I love you.
I love you but I am turning to my verses
and my heart is closing like a fist.
That is a fragment of one of my favorite Frank O’Hara poems and also what I long to say to the world today.
I left a Creative Suite II training on Wednesday and a feminist publishing symposium on Thursday with so many ideas percolating in my head and really need to hide out in my studio and create something, but all this administrative deadlines are hanging over me and shrinking my soul.
Had a long conversation with Ellie Smeal, former director of NOW, founding director of Feminist Majority, and current publisher of Ms. magazine. She said that the Feminist Majority did not want to take over publishing Ms. magazine and knew that it was probably a bad business decision, but that the previous publisher had “raped the magazine and very nearly put it under,”and was only interested in using their lists to market Working Mother and some other magazine instead of marketing Ms.

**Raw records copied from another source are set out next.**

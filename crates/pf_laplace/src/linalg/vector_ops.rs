// crates/pf_laplace/src/linalg/vector_ops.rs

//! 向量运算（BLAS Level 1 风格）
//!
//! 迭代求解器的基础运算。
//!
//! # 函数列表
//!
//! - [`dot`]: 点积 x·y
//! - [`norm2`]: 二范数 ||x||₂
//! - [`axpy`]: y = α*x + y
//! - [`scale`]: x = α*x
//! - [`copy`]: y = x
//! - [`sub`]: z = x - y

use pf_foundation::Scalar;

/// 点积 x·y
#[inline]
pub fn dot(x: &[Scalar], y: &[Scalar]) -> Scalar {
    debug_assert_eq!(x.len(), y.len());
    x.iter().zip(y.iter()).map(|(&xi, &yi)| xi * yi).sum()
}

/// 二范数 ||x||₂
#[inline]
pub fn norm2(x: &[Scalar]) -> Scalar {
    dot(x, x).sqrt()
}

/// 无穷范数 ||x||∞
#[inline]
pub fn norm_inf(x: &[Scalar]) -> Scalar {
    x.iter().map(|&v| v.abs()).fold(0.0, Scalar::max)
}

/// AXPY: y = α*x + y
#[inline]
pub fn axpy(alpha: Scalar, x: &[Scalar], y: &mut [Scalar]) {
    debug_assert_eq!(x.len(), y.len());
    for (yi, &xi) in y.iter_mut().zip(x.iter()) {
        *yi += alpha * xi;
    }
}

/// 缩放: x = α*x
#[inline]
pub fn scale(alpha: Scalar, x: &mut [Scalar]) {
    for xi in x.iter_mut() {
        *xi *= alpha;
    }
}

/// 复制: y = x
#[inline]
pub fn copy(x: &[Scalar], y: &mut [Scalar]) {
    debug_assert_eq!(x.len(), y.len());
    y.copy_from_slice(x);
}

/// 向量差: z = x - y
#[inline]
pub fn sub(x: &[Scalar], y: &[Scalar], z: &mut [Scalar]) {
    debug_assert_eq!(x.len(), y.len());
    debug_assert_eq!(x.len(), z.len());
    for ((zi, &xi), &yi) in z.iter_mut().zip(x.iter()).zip(y.iter()) {
        *zi = xi - yi;
    }
}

We talked about inclusive language and I told her about my experience creating inclusive lectionaries, responsorial psalms, and an Inclusive New Testament. And we talked about how one might create an electronic publishing business model for feminist writing.
We talked about blogs replacing zines as the feminist community-making tool of choice and she encouraged me to start a feminist press. I reminded her of how much that costs—not news to her, of course—but also confided that one of my favorite aspects of working in academic publishing is that I have access to equipment and expertise that allows me to pursue my personal creative pursuits affordably.

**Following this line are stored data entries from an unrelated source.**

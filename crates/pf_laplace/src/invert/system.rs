// crates/pf_laplace/src/invert/system.rs

//! 线性系统组装
//!
//! 驱动系数求值 + 差分模板 + 索引映射，按固定顺序遍历本地
//! 拥有的每一行（首分区内边界行、内部行、末分区外边界行），
//! 填充稀疏矩阵与右端/初始猜测向量。
//!
//! 生命周期分两段：
//!
//! - **构造期（定容）**: 由分区 + 差分阶数推出本地行数、逐行
//!   非零元预算和稀疏模式。模式取两种边界语义的并集足迹，
//!   因此之后边界标志怎么变，稀疏结构都不变。切换差分阶数
//!   需要新建系统。
//! - **每次求解（组装）**: 清零后按同一遍历顺序刷新数值。
//!   结束时最终行号必须等于本分区末行加一，违反即致命的
//!   一致性错误——这是索引静默出错前的最后一道防线。

use super::coeffs::{Coefficients, CoefficientEvaluator};
use super::config::BoundaryFlags;
use super::index_map::IndexMap;
use super::stencil::{self, Edge, StencilEntry};
use crate::field::PlaneField;
use crate::linalg::csr::{CsrBuilder, CsrMatrix};
use crate::mesh::{Grid, Partition};
use pf_foundation::{PfError, PfResult, Scalar};

// ============================================================================
// 行计划（定容）
// ============================================================================

/// 构造期的行计划：本地行数与逐行非零元预算
#[derive(Debug, Clone)]
pub struct RowPlan {
    /// 本地拥有的行数
    pub local_rows: usize,
    /// 逐行非零元数（按本地行序）
    pub row_nnz: Vec<usize>,
}

impl RowPlan {
    /// 从分区与差分阶数推出行计划
    ///
    /// 同时校验网格能容纳对应阶数的模板：内部行需要足够的
    /// 守护宽度，z 方向需要足够多的格点避免周期回绕后列重合，
    /// 边界行的单侧模板需要足够的 x 纵深。
    pub fn new(partition: &Partition, fourth_order: bool) -> PfResult<Self> {
        let reach = if fourth_order { 2usize } else { 1 };
        let guard = partition.x_int_start();
        let nx = partition.nx();
        let nz = partition.nz();

        if guard < reach {
            return Err(PfError::config(format!(
                "守护区宽度 {} 不足以支撑 {} 阶内部模板",
                guard,
                if fourth_order { 4 } else { 2 }
            )));
        }
        if nz < 2 * reach + 1 {
            return Err(PfError::config(format!(
                "nz={} 过小, 周期回绕后 {} 阶模板列重合",
                nz,
                if fourth_order { 4 } else { 2 }
            )));
        }
        // 边界行的单侧模板足迹深入域内 4 格
        if partition.first_x() && guard + 3 > nx - 1 {
            return Err(PfError::config(format!(
                "nx={} 过小, 内边界单侧模板越界",
                nx
            )));
        }
        if partition.last_x() && partition.x_int_end() + 1 < 4 {
            return Err(PfError::config(format!(
                "nx={} 过小, 外边界单侧模板越界",
                nx
            )));
        }

        let interior_nnz = (2 * reach + 1) * (2 * reach + 1);
        let boundary_nnz = 5usize;

        let mut row_nnz = Vec::with_capacity(partition.local_rows());
        if partition.first_x() {
            row_nnz.extend(std::iter::repeat(boundary_nnz).take(guard * nz));
        }
        let interior_count = (partition.x_int_end() - partition.x_int_start() + 1) * nz;
        row_nnz.extend(std::iter::repeat(interior_nnz).take(interior_count));
        if partition.last_x() {
            let outer_guard = nx - 1 - partition.x_int_end();
            row_nnz.extend(std::iter::repeat(boundary_nnz).take(outer_guard * nz));
        }

        let plan = Self {
            local_rows: row_nnz.len(),
            row_nnz,
        };
        if plan.local_rows != partition.local_rows() {
            return Err(PfError::consistency(format!(
                "行计划 {} 行, 分区拥有 {} 行",
                plan.local_rows,
                partition.local_rows()
            )));
        }
        Ok(plan)
    }

    /// 本地非零元总数
    pub fn total_nnz(&self) -> usize {
        self.row_nnz.iter().sum()
    }
}

// ============================================================================
// 线性系统
// ============================================================================

/// 本分区的线性系统：稀疏矩阵 + 右端向量 + 初始猜测向量
///
/// 矩阵为全局维度，仅本分区拥有的行有非零模式；
/// 两个向量同为全局长度，仅写本地拥有段。
pub struct LinearSystem {
    partition: Partition,
    fourth_order: bool,
    plan: RowPlan,
    map: IndexMap,
    matrix: CsrMatrix,
    rhs: Vec<Scalar>,
    guess: Vec<Scalar>,
}

impl LinearSystem {
    /// 定容并构建稀疏模式
    pub fn new(partition: Partition, fourth_order: bool) -> PfResult<Self> {
        let plan = RowPlan::new(&partition, fourth_order)?;
        let map = IndexMap::new(&partition)?;
        let n = partition.global_size();

        let mut builder = CsrBuilder::new(n, n);
        let nz = partition.nz();
        let mut row = partition.row_start();

        if partition.first_x() {
            for x in 0..partition.x_int_start() {
                for z in 0..nz {
                    for &(dx, dz) in &stencil::boundary_footprint(Edge::Inner) {
                        builder.set(row, map.column(x, z, dx, dz), 0.0);
                    }
                    row += 1;
                }
            }
        }

        let footprint = stencil::interior_footprint(fourth_order);
        for x in partition.x_int_start()..=partition.x_int_end() {
            for z in 0..nz {
                for &(dx, dz) in &footprint {
                    builder.set(row, map.column(x, z, dx, dz), 0.0);
                }
                row += 1;
            }
        }

        if partition.last_x() {
            for x in (partition.x_int_end() + 1)..partition.nx() {
                for z in 0..nz {
                    for &(dx, dz) in &stencil::boundary_footprint(Edge::Outer) {
                        builder.set(row, map.column(x, z, dx, dz), 0.0);
                    }
                    row += 1;
                }
            }
        }

        if row != partition.rows().end {
            return Err(PfError::consistency(format!(
                "模式构建结束于行 {}, 期望 {}",
                row,
                partition.rows().end
            )));
        }

        let pattern = builder.build_pattern();
        if pattern.nnz() != plan.total_nnz() {
            return Err(PfError::consistency(format!(
                "稀疏模式 {} 个非零元, 行计划预算 {}",
                pattern.nnz(),
                plan.total_nnz()
            )));
        }

        let matrix: CsrMatrix = pattern.into();
        Ok(Self {
            partition,
            fourth_order,
            plan,
            map,
            matrix,
            rhs: vec![0.0; n],
            guess: vec![0.0; n],
        })
    }

    /// 分区描述
    #[inline]
    pub fn partition(&self) -> &Partition {
        &self.partition
    }

    /// 行计划
    #[inline]
    pub fn plan(&self) -> &RowPlan {
        &self.plan
    }

    /// 系数矩阵
    #[inline]
    pub fn matrix(&self) -> &CsrMatrix {
        &self.matrix
    }

    /// 右端向量
    #[inline]
    pub fn rhs(&self) -> &[Scalar] {
        &self.rhs
    }

    /// 初始猜测向量
    #[inline]
    pub fn guess(&self) -> &[Scalar] {
        &self.guess
    }

    fn set_entry(&mut self, row: usize, x: usize, z: usize, e: &StencilEntry) -> PfResult<()> {
        let col = self.map.column(x, z, e.dx, e.dz);
        if !self.matrix.set(row, col, e.weight) {
            return Err(PfError::consistency(format!(
                "向稀疏模式之外的位置 ({}, {}) 写入",
                row, col
            )));
        }
        Ok(())
    }

    /// 组装：按固定行序刷新矩阵数值与右端/初始猜测向量
    ///
    /// 每次求解都要重新组装（系数与右端每次可能变化），
    /// 稀疏模式保持不变。
    #[allow(clippy::too_many_arguments)]
    pub fn assemble(
        &mut self,
        grid: &Grid,
        coefs: &Coefficients,
        all_terms: bool,
        nonuniform: bool,
        rhs_field: &PlaneField,
        guess_field: &PlaneField,
        inner_flags: BoundaryFlags,
        outer_flags: BoundaryFlags,
    ) -> PfResult<()> {
        let p = grid.partition();
        if p.rows() != self.partition.rows() || p.nx() != self.partition.nx() {
            return Err(PfError::consistency(
                "组装使用的网格分区与系统构造时不一致",
            ));
        }
        rhs_field.check_shape(p.nx(), p.nz())?;
        guess_field.check_shape(p.nx(), p.nz())?;

        let y = rhs_field.plane();
        PfError::check_index("plane", y, grid.metrics().ny())?;

        let eval =
            CoefficientEvaluator::new(grid, coefs, all_terms, nonuniform, self.fourth_order);
        let nz = p.nz();
        let dz = grid.metrics().dz;

        self.matrix.clear_values();

        let mut row = p.row_start();

        // 内边界行（首分区）
        if p.first_x() {
            for x in 0..p.x_int_start() {
                let dx = grid.metrics().dx[[x, y]];
                let entries: Vec<StencilEntry> =
                    if inner_flags.contains(BoundaryFlags::GRADIENT) {
                        stencil::gradient_boundary(self.fourth_order, Edge::Inner, dx)
                    } else {
                        stencil::value_boundary(Edge::Inner).to_vec()
                    };
                for z in 0..nz {
                    for e in &entries {
                        self.set_entry(row, x, z, e)?;
                    }
                    self.rhs[row] = if inner_flags.contains(BoundaryFlags::FROM_RHS) {
                        rhs_field.get(x, z)
                    } else if inner_flags.contains(BoundaryFlags::FROM_GUESS) {
                        guess_field.get(x, z)
                    } else {
                        0.0
                    };
                    self.guess[row] = guess_field.get(x, z);
                    row += 1;
                }
            }
        }

        // 内部行
        for x in p.x_int_start()..=p.x_int_end() {
            let dx = grid.metrics().dx[[x, y]];
            for z in 0..nz {
                let a0 = coefs.a0(x, y, z);
                let c = eval.evaluate(x, y, z);
                if self.fourth_order {
                    for e in stencil::fourth_order_interior(a0, &c, dx, dz) {
                        self.set_entry(row, x, z, &e)?;
                    }
                } else {
                    for e in stencil::second_order_interior(a0, &c, dx, dz) {
                        self.set_entry(row, x, z, &e)?;
                    }
                }
                self.rhs[row] = rhs_field.get(x, z);
                self.guess[row] = guess_field.get(x, z);
                row += 1;
            }
        }

        // 外边界行（末分区）
        if p.last_x() {
            for x in (p.x_int_end() + 1)..p.nx() {
                let dx = grid.metrics().dx[[x, y]];
                let entries: Vec<StencilEntry> =
                    if outer_flags.contains(BoundaryFlags::GRADIENT) {
                        stencil::gradient_boundary(self.fourth_order, Edge::Outer, dx)
                    } else {
                        stencil::value_boundary(Edge::Outer).to_vec()
                    };
                for z in 0..nz {
                    for e in &entries {
                        self.set_entry(row, x, z, e)?;
                    }
                    self.rhs[row] = if outer_flags.contains(BoundaryFlags::FROM_RHS) {
                        rhs_field.get(x, z)
                    } else if outer_flags.contains(BoundaryFlags::FROM_GUESS) {
                        guess_field.get(x, z)
                    } else {
                        0.0
                    };
                    self.guess[row] = guess_field.get(x, z);
                    row += 1;
                }
            }
        }

        // 后置条件：最终行号必须恰好越过本分区末行
        if row != p.rows().end {
            return Err(PfError::consistency(format!(
                "组装结束于行 {}, 期望 {}",
                row,
                p.rows().end
            )));
        }
        Ok(())
    }
}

And she asked me to write for Ms. magazine
(in all my spare time).
So. Yeah. My life is pulling me in some new directions, some of which started with my need to keep this blog.
Basically, my soul just rebelled against administrative work and insisted on a place for me to cogitate creatively, a place where I can be me and not just this professional person who tries desperately to meet way too many administrative demands while my writing sits..
My need to create has been jumping up and down a lot more ever since, demanding attention, ad I m tryng o rearrange my life accordingly.
Meanwhile, I’d like to point out that The Gay and Lesbian Review’s summer sex issue includes the article “Strap-On Party for the People.”
The Christianists I mentioned in my last entry would use this title to justify their bias against queers, but show me a het couple that sticks to the missionary position and I’ll show you somw vanilla boredom in the bedroom.
LISTENING TO: Lou Reed/John Cale’s I Believe. It’s about Valerie Solanas shooting Andy Warhol: Valerie Solanis [sic] took the elevator, got off at the 4th floor. She pointed the gun at Andy saying you cannot control me anymore...Valerie Solanis [sic] took thee steps pointing at the floor from inside her idiot madness spoke and bang Andy fell onto the floor...)
READING: a Spanish version of a legal guide for girls.
SANG IN SHOWER: My power went off some time in the night and I drank wine last night, so I woke up at 8:28 AM only because the neighbor’s dog was barking. This means I took a one minute shower, during which time I sang “shit, shit, shit!” as I frantically lathered and rinsed. It also means that I am now at work with a way silly cowlick on the side of my head.